Work instruction: When a line in the data below includes "overrides", count it; then give only the total.

■ ■ ■ ■ ■ ■ ■

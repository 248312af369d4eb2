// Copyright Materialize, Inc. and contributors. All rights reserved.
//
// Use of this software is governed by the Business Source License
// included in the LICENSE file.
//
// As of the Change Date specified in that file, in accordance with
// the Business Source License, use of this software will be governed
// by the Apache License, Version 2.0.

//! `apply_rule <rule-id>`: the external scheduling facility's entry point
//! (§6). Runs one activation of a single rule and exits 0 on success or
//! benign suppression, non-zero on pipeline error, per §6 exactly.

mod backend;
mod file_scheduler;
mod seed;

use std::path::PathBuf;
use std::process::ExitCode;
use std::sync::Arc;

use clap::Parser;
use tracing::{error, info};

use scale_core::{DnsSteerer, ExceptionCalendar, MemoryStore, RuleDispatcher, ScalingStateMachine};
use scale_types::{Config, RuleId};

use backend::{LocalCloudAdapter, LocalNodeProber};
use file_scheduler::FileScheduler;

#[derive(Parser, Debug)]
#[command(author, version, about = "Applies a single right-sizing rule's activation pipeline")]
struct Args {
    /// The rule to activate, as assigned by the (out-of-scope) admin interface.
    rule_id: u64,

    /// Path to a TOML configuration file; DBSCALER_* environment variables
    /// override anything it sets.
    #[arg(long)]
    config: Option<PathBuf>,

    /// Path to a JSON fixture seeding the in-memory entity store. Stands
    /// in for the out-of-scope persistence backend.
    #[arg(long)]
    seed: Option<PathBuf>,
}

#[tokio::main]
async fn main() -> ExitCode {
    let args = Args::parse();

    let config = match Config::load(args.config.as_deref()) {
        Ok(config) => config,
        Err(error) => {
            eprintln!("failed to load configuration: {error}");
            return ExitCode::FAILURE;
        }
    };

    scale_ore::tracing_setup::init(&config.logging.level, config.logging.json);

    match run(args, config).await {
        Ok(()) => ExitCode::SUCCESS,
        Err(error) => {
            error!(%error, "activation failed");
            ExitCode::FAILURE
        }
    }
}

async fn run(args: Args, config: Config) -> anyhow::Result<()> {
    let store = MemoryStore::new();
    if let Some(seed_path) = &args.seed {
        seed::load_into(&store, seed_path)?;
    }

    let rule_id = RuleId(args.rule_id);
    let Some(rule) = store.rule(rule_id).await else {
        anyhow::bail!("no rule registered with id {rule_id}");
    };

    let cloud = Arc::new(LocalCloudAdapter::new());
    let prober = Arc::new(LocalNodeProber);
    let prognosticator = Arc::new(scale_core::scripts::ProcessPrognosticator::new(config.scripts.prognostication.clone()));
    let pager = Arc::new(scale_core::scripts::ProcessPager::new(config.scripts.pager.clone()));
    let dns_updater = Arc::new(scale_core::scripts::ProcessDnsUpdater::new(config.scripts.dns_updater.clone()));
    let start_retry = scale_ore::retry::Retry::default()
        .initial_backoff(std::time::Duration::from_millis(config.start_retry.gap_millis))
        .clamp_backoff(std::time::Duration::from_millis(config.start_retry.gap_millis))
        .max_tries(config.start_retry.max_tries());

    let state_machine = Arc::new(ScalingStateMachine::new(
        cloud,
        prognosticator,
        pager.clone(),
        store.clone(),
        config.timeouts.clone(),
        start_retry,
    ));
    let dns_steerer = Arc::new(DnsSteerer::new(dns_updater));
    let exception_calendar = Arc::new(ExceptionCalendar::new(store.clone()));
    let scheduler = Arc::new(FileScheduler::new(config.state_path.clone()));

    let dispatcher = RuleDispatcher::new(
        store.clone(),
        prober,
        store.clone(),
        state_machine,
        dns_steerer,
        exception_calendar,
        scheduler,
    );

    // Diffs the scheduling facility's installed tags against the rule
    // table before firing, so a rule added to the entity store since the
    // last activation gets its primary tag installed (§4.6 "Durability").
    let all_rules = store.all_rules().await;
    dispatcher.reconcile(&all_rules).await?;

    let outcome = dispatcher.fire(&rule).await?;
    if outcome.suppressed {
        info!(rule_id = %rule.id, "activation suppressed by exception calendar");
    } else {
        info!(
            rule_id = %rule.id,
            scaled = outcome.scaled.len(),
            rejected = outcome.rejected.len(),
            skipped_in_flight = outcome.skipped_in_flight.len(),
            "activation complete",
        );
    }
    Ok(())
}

■ ■ ■ ■ ■ ■ ■

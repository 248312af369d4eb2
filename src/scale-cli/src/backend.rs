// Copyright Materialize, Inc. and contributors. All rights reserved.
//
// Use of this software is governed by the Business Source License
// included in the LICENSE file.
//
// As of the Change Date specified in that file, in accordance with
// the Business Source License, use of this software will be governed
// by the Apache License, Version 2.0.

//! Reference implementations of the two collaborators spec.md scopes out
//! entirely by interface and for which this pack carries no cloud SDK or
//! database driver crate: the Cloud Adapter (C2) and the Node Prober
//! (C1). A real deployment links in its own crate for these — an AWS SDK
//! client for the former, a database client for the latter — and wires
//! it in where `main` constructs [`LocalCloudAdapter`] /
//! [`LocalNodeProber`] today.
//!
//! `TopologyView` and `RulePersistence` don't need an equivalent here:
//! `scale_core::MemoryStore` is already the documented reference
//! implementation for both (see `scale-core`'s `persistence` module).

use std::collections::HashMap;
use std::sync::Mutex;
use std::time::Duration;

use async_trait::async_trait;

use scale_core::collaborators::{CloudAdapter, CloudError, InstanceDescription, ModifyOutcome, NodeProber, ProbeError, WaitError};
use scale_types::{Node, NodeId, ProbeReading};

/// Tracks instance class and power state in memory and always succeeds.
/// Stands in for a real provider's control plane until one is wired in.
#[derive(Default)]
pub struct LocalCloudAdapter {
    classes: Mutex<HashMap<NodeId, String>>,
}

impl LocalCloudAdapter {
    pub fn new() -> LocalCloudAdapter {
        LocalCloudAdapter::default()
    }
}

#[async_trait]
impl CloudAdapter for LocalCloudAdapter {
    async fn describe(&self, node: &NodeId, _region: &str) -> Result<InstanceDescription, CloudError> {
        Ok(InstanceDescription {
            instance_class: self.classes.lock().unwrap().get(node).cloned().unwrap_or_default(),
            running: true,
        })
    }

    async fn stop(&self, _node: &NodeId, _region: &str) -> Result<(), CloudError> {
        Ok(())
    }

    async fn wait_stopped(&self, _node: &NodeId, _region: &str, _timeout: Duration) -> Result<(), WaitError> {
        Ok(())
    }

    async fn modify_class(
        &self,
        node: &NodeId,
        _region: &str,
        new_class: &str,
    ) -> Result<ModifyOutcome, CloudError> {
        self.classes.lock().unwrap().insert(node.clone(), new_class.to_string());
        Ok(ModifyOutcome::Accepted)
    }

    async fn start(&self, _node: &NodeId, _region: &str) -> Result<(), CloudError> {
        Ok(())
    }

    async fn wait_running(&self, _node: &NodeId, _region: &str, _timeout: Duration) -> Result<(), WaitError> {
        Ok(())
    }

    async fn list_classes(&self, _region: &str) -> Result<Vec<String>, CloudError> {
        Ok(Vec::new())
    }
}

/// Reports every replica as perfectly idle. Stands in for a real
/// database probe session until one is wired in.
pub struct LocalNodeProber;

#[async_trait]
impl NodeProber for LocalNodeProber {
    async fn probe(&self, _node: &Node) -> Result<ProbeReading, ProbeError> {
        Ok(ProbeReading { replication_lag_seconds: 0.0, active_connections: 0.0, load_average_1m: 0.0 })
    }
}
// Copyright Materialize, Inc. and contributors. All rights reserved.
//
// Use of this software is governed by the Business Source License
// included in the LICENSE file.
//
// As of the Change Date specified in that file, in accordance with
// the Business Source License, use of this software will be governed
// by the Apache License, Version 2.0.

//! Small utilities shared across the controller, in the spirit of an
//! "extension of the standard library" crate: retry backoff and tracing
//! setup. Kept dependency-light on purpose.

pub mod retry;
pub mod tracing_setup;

■ ■ ■ ■ ■ ■ ■

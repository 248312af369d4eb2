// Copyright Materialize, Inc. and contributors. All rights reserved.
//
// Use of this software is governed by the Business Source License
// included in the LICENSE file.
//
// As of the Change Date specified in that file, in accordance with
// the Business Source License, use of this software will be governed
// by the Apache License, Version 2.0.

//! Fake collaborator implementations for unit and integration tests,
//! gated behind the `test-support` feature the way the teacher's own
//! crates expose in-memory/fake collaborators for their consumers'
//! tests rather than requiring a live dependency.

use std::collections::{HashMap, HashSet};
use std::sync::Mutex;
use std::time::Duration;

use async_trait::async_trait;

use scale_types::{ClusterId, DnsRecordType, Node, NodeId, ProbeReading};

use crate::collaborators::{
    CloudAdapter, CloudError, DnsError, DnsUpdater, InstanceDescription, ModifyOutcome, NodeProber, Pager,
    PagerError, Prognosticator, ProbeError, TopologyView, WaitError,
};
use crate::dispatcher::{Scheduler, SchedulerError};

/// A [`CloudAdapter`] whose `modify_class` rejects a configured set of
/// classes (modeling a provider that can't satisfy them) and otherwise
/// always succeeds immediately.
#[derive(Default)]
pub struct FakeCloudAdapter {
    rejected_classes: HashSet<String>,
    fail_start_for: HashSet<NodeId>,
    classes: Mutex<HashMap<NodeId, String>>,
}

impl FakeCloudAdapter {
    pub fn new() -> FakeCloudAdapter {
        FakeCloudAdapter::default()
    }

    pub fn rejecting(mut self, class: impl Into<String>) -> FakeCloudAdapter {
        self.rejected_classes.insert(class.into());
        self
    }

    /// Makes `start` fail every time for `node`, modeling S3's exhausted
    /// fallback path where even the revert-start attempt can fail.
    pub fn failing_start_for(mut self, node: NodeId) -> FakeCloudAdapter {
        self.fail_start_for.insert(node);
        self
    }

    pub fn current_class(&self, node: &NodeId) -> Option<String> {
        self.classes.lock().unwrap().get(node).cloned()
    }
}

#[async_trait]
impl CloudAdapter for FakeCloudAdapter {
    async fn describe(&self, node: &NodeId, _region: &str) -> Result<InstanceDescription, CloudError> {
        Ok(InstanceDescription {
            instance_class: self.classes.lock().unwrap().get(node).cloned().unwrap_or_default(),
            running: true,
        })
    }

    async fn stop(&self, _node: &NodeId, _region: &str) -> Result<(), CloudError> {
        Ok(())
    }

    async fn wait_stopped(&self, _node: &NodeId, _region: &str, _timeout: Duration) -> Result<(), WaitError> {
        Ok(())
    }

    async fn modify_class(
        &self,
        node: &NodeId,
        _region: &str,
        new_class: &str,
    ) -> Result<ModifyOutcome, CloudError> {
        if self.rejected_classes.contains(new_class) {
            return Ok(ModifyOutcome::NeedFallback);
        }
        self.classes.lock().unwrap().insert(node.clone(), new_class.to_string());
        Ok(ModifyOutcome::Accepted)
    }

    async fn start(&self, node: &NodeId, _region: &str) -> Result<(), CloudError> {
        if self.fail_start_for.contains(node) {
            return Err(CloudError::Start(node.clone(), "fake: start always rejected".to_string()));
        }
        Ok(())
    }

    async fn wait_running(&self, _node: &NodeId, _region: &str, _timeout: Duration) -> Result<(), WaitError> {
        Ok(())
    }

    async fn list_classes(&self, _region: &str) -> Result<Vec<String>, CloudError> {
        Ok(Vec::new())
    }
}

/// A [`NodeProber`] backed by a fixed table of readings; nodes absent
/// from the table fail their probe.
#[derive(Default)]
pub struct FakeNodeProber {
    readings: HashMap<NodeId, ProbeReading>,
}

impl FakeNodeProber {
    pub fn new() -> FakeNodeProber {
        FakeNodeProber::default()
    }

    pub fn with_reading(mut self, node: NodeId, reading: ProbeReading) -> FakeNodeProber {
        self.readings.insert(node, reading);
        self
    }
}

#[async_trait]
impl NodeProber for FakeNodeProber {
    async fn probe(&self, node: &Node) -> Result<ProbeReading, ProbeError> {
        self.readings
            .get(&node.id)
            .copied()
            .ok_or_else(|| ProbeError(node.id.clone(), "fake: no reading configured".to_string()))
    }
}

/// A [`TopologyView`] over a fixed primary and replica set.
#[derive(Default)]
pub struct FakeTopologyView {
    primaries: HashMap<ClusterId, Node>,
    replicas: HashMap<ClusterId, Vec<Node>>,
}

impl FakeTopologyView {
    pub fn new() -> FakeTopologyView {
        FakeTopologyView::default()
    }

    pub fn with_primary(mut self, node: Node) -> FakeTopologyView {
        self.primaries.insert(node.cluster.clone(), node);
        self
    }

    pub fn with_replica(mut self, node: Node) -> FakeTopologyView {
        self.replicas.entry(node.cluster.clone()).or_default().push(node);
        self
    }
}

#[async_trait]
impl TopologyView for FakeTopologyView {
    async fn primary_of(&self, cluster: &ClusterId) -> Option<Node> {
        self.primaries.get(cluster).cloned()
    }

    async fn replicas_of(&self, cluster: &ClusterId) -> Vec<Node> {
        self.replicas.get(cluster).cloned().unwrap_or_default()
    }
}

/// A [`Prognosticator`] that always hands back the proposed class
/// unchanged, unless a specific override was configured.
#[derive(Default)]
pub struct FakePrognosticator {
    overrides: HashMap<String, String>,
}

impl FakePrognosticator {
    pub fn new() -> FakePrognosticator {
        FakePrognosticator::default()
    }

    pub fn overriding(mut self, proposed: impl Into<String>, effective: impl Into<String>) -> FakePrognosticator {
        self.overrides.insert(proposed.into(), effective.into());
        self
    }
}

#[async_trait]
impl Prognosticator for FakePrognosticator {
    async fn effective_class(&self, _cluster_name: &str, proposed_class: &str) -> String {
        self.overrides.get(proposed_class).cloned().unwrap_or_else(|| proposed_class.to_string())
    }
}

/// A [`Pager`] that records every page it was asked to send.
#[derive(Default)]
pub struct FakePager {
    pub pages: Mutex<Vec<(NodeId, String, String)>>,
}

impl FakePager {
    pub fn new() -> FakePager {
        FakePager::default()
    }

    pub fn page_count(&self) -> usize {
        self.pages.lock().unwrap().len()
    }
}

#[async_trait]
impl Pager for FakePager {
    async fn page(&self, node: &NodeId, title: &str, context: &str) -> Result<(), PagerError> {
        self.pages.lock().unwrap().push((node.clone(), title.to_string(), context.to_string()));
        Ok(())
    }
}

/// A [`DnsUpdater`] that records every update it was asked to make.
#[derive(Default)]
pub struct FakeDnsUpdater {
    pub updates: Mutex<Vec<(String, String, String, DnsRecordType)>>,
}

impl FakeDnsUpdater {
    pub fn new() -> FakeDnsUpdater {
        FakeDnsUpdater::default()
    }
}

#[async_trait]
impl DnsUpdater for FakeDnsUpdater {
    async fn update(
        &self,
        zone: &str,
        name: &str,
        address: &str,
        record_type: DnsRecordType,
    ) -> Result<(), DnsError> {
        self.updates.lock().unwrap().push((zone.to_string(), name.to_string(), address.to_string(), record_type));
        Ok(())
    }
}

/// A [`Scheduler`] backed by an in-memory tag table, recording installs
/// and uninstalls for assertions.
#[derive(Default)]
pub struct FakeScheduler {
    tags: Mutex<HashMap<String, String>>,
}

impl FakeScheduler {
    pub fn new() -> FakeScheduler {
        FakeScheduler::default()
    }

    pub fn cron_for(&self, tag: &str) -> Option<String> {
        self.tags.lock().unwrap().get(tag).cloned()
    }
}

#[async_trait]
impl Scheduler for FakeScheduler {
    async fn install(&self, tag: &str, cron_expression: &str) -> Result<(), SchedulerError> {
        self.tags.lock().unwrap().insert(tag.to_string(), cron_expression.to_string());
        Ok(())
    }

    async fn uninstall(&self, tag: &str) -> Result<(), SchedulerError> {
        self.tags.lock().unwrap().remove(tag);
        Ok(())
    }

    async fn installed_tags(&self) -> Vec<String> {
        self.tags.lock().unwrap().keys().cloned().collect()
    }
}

■ ■ ■ ■ ■ ■ ■

Result of this task: 3